Cross-intersecting families with covering number constraints

Abstract: Two families $\mathcal{F}$ and $\mathcal{G}$ are cross-intersecting if every set in $\mathcal{F}$ intersects every set in $\mathcal{G}$. The covering number $τ(\mathcal{F})$ of a family $\mathcal{F}$ is the minimum size of a set that intersects every member of $\mathcal{F}$. In 1992, Frankl and Tokushige determined the maximum of $|\mathcal{F}| + |\mathcal{G}|$ for cross-intersecting families $\mathcal{F} \subset \binom{[n]}{a}$ and $\mathcal{G} \subset \binom{[n]}{b}$ that are non-empty (covering number at least 1) and also characterized the extremal configurations. This seminar result was recently extended by Frankl (2024) and Frankl and Wang (2025) to cases where both families are non-trivial (covering number at least 2), and where one is non-empty and the other non-trivial, respectively. In this paper, we establish a unified stability hierarchy for cross-intersecting families under general covering number constraints.

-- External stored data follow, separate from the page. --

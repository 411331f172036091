// Path: crates/services/src/governance/genesis.rs
//! Import and export of the complete governance state.

use super::deposits::get_all_deposits;
use super::store::{
    all_proposals, encode, enqueue, next_proposal_id, save_proposal, scan_values,
    set_next_proposal_id, DEFAULT_STARTING_PROPOSAL_ID,
};
use agora_api::bank::BankKeeper;
use agora_api::state::StateAccess;
use agora_types::app::{AccountId, Deposit, Proposal, ProposalStatus, Vote};
use agora_types::error::{GovernanceError, StateError, TransactionError};
use agora_types::keys::{
    deposit_key, vote_key, GOVERNANCE_DEPOSIT_QUEUE_PREFIX, GOVERNANCE_VOTE_KEY_PREFIX,
    GOVERNANCE_VOTING_QUEUE_PREFIX,
};
use serde::{Deserialize, Serialize};
use std::collections::{BTreeMap, BTreeSet};

/// The governance section of a genesis document.
#[derive(Serialize, Deserialize, Debug, Clone, PartialEq, Eq)]
#[serde(default)]
pub struct GovernanceGenesis {
    /// The ID the next submitted proposal receives.
    pub starting_proposal_id: u64,
    /// Every proposal, in any status.
    pub proposals: Vec<Proposal>,
    /// Every live deposit.
    pub deposits: Vec<Deposit>,
    /// Every vote on a proposal in its voting period.
    pub votes: Vec<Vote>,
}

impl Default for GovernanceGenesis {
    fn default() -> Self {
        Self {
            starting_proposal_id: DEFAULT_STARTING_PROPOSAL_ID,
            proposals: Vec::new(),
            deposits: Vec::new(),
            votes: Vec::new(),
        }
    }
}

impl GovernanceGenesis {
    /// Parses a genesis section from JSON.
    pub fn from_json(json: &str) -> Result<Self, TransactionError> {
        serde_json::from_str(json).map_err(|e| TransactionError::Deserialization(e.to_string()))
    }

    /// Serializes the genesis section as pretty-printed JSON.
    pub fn to_json(&self) -> Result<String, TransactionError> {
        serde_json::to_string_pretty(self).map_err(|e| TransactionError::Serialization(e.to_string()))
    }
}

fn mismatch(reason: String) -> TransactionError {
    GovernanceError::GenesisMismatch(reason).into()
}

/// Writes a genesis section into `state` and rebuilds the end-time queues.
///
/// Rejects documents whose deposits, votes, or custody balance disagree with
/// the proposals they reference, and deposit-period proposals that already
/// hold `min_deposit`.
pub(crate) fn init_genesis(
    state: &mut dyn StateAccess,
    bank: &dyn BankKeeper,
    custody: &AccountId,
    min_deposit: u64,
    genesis: &GovernanceGenesis,
) -> Result<(), TransactionError> {
    let mut by_id: BTreeMap<u64, &Proposal> = BTreeMap::new();
    for proposal in &genesis.proposals {
        if by_id.insert(proposal.id, proposal).is_some() {
            return Err(mismatch(format!("duplicate proposal {}", proposal.id)));
        }
    }
    if let Some(max_id) = by_id.keys().next_back() {
        if genesis.starting_proposal_id <= *max_id {
            return Err(mismatch(format!(
                "starting proposal id {} does not exceed existing id {}",
                genesis.starting_proposal_id, max_id
            )));
        }
    }

    let mut deposit_sums: BTreeMap<u64, u64> = BTreeMap::new();
    let mut live_total = 0u64;
    let mut depositors = BTreeSet::new();
    for deposit in &genesis.deposits {
        if !depositors.insert((deposit.proposal_id, deposit.depositor)) {
            return Err(mismatch(format!(
                "duplicate deposit by {} on proposal {}",
                deposit.depositor, deposit.proposal_id
            )));
        }
        let proposal = by_id.get(&deposit.proposal_id).ok_or_else(|| {
            mismatch(format!("deposit on unknown proposal {}", deposit.proposal_id))
        })?;
        if proposal.status.is_terminal() {
            return Err(mismatch(format!(
                "deposit on resolved proposal {}",
                deposit.proposal_id
            )));
        }
        let sum = deposit_sums.entry(deposit.proposal_id).or_insert(0);
        *sum = sum
            .checked_add(deposit.amount)
            .ok_or_else(|| mismatch("deposit sum overflow".into()))?;
        live_total = live_total
            .checked_add(deposit.amount)
            .ok_or_else(|| mismatch("deposit sum overflow".into()))?;
    }
    for proposal in by_id.values() {
        let recorded = deposit_sums.get(&proposal.id).copied().unwrap_or(0);
        if recorded != proposal.total_deposit {
            return Err(mismatch(format!(
                "proposal {} total deposit {} does not match deposits {}",
                proposal.id, proposal.total_deposit, recorded
            )));
        }
        if proposal.status == ProposalStatus::DepositPeriod
            && proposal.total_deposit >= min_deposit
        {
            return Err(mismatch(format!(
                "proposal {} is in its deposit period but holds {} of the {} minimum",
                proposal.id, proposal.total_deposit, min_deposit
            )));
        }
    }
    let mut voters = BTreeSet::new();
    for vote in &genesis.votes {
        if !voters.insert((vote.proposal_id, vote.voter)) {
            return Err(mismatch(format!(
                "duplicate vote by {} on proposal {}",
                vote.voter, vote.proposal_id
            )));
        }
        match by_id.get(&vote.proposal_id) {
            Some(p) if p.status == ProposalStatus::VotingPeriod => {}
            _ => {
                return Err(mismatch(format!(
                    "vote on proposal {} outside its voting period",
                    vote.proposal_id
                )))
            }
        }
    }
    let custody_balance = bank.balance(state, custody)?;
    if custody_balance < live_total {
        return Err(mismatch(format!(
            "custody balance {} does not cover deposits {}",
            custody_balance, live_total
        )));
    }

    set_next_proposal_id(state, genesis.starting_proposal_id)?;
    for proposal in by_id.values() {
        save_proposal(state, proposal)?;
        match proposal.status {
            ProposalStatus::DepositPeriod => enqueue(
                state,
                GOVERNANCE_DEPOSIT_QUEUE_PREFIX,
                proposal.deposit_end_time,
                proposal.id,
            )?,
            ProposalStatus::VotingPeriod => enqueue(
                state,
                GOVERNANCE_VOTING_QUEUE_PREFIX,
                proposal.voting_end_time,
                proposal.id,
            )?,
            _ => {}
        }
    }
    for deposit in &genesis.deposits {
        state.insert(
            &deposit_key(deposit.proposal_id, &deposit.depositor),
            &encode(deposit)?,
        )?;
    }
    for vote in &genesis.votes {
        state.insert(&vote_key(vote.proposal_id, &vote.voter), &encode(vote)?)?;
    }

    log::info!(
        "[Governance] genesis imported: {} proposals, {} deposits, {} votes",
        by_id.len(),
        genesis.deposits.len(),
        genesis.votes.len()
    );
    Ok(())
}

/// Reads the complete governance state back into a genesis section.
pub(crate) fn export_genesis(state: &dyn StateAccess) -> Result<GovernanceGenesis, StateError> {
    Ok(GovernanceGenesis {
        starting_proposal_id: next_proposal_id(state)?,
        proposals: all_proposals(state)?,
        deposits: get_all_deposits(state)?,
        votes: scan_values(state, GOVERNANCE_VOTE_KEY_PREFIX)?,
    })
}
// Path: crates/services/src/bank/mod.rs
//! A balance keeper that stores balances in the shared key-value state.

use agora_api::bank::BankKeeper;
use agora_api::state::StateAccess;
use agora_types::app::AccountId;
use agora_types::codec;
use agora_types::error::{BankError, StateError};
use agora_types::keys::balance_key;

/// Balances stored under `bank::balance::{account}` as canonical `u64`.
#[derive(Debug, Default, Clone, Copy)]
pub struct StateBank;

impl StateBank {
    /// Creates the keeper.
    pub fn new() -> Self {
        Self
    }

    fn read(state: &dyn StateAccess, account: &AccountId) -> Result<u64, BankError> {
        match state.get(&balance_key(account))? {
            Some(bytes) => Ok(codec::from_bytes_canonical::<u64>(&bytes).map_err(StateError::Decode)?),
            None => Ok(0),
        }
    }

    fn write(state: &mut dyn StateAccess, account: &AccountId, amount: u64) -> Result<(), BankError> {
        let key = balance_key(account);
        if amount == 0 {
            state.delete(&key)?;
        } else {
            let bytes = codec::to_bytes_canonical(&amount).map_err(StateError::InvalidValue)?;
            state.insert(&key, &bytes)?;
        }
        Ok(())
    }

    /// Credits newly created funds to `account`.
    pub fn mint(
        &self,
        state: &mut dyn StateAccess,
        account: &AccountId,
        amount: u64,
    ) -> Result<(), BankError> {
        let balance = Self::read(state, account)?
            .checked_add(amount)
            .ok_or(BankError::Overflow)?;
        Self::write(state, account, balance)
    }

    fn debited(state: &dyn StateAccess, account: &AccountId, amount: u64) -> Result<u64, BankError> {
        let available = Self::read(state, account)?;
        available
            .checked_sub(amount)
            .ok_or(BankError::InsufficientFunds {
                available,
                requested: amount,
            })
    }
}

impl BankKeeper for StateBank {
    fn balance(&self, state: &dyn StateAccess, account: &AccountId) -> Result<u64, BankError> {
        Self::read(state, account)
    }

    fn transfer(
        &self,
        state: &mut dyn StateAccess,
        from: &AccountId,
        to: &AccountId,
        amount: u64,
    ) -> Result<(), BankError> {
        let from_after = Self::debited(state, from, amount)?;
        if from == to {
            return Ok(());
        }
        let to_after = Self::read(state, to)?
            .checked_add(amount)
            .ok_or(BankError::Overflow)?;
        Self::write(state, from, from_after)?;
        Self::write(state, to, to_after)
    }

    fn burn(
        &self,
        state: &mut dyn StateAccess,
        from: &AccountId,
        amount: u64,
    ) -> Result<(), BankError> {
        let after = Self::debited(state, from, amount)?;
        Self::write(state, from, after)
    }
}
// Path: crates/api/src/state/accessor.rs
//! Defines the `StateAccess` trait for key-value storage operations.

use crate::state::StateScanIter;
use agora_types::error::StateError;

/// A dyn-safe trait that provides the key-value interface the governance
/// engine and its collaborators operate on.
///
/// Implementations MUST return `prefix_scan` results in ascending byte order of
/// their keys: sweeps and exports rely on that order being identical on every
/// replica.
pub trait StateAccess: Send + Sync {
    /// Gets a value by key.
    fn get(&self, key: &[u8]) -> Result<Option<Vec<u8>>, StateError>;

    /// Inserts a key-value pair.
    fn insert(&mut self, key: &[u8], value: &[u8]) -> Result<(), StateError>;

    /// Deletes a key-value pair. Deleting an absent key is not an error.
    fn delete(&mut self, key: &[u8]) -> Result<(), StateError>;

    /// Atomically applies a batch of inserts/updates and deletes.
    /// This is the method used to commit an overlay's changes.
    fn batch_apply(
        &mut self,
        inserts: &[(Vec<u8>, Vec<u8>)],
        deletes: &[Vec<u8>],
    ) -> Result<(), StateError>;

    /// Scans for all key-value pairs starting with the given prefix.
    fn prefix_scan(&self, prefix: &[u8]) -> Result<StateScanIter<'_>, StateError>;
}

We determine the maximum of $|\mathcal{F}| + |\mathcal{G}|$ for cross-intersecting families $\mathcal{F} \subset \binom{[n]}{a}$ and $\mathcal{G} \subset \binom{[n]}{b}$ with the following covering number constraints: (1) $τ(\mathcal{F}) \geq s$ and $τ(\mathcal{G}) \geq t$; (2) $τ(\mathcal{F}) = s$ and $τ(\mathcal{G}) \geq t \geq 2$; (3) $τ(\mathcal{F}) \geq s$ and $τ(\mathcal{G}) = t$; (4) $τ(\mathcal{F}) = s$ and $τ(\mathcal{G}) = t$; provided $a \geq b + t - 1$ and $n \geq \max{a + b, bt}$. The corresponding extremal families achieving the upper bounds are also characterized.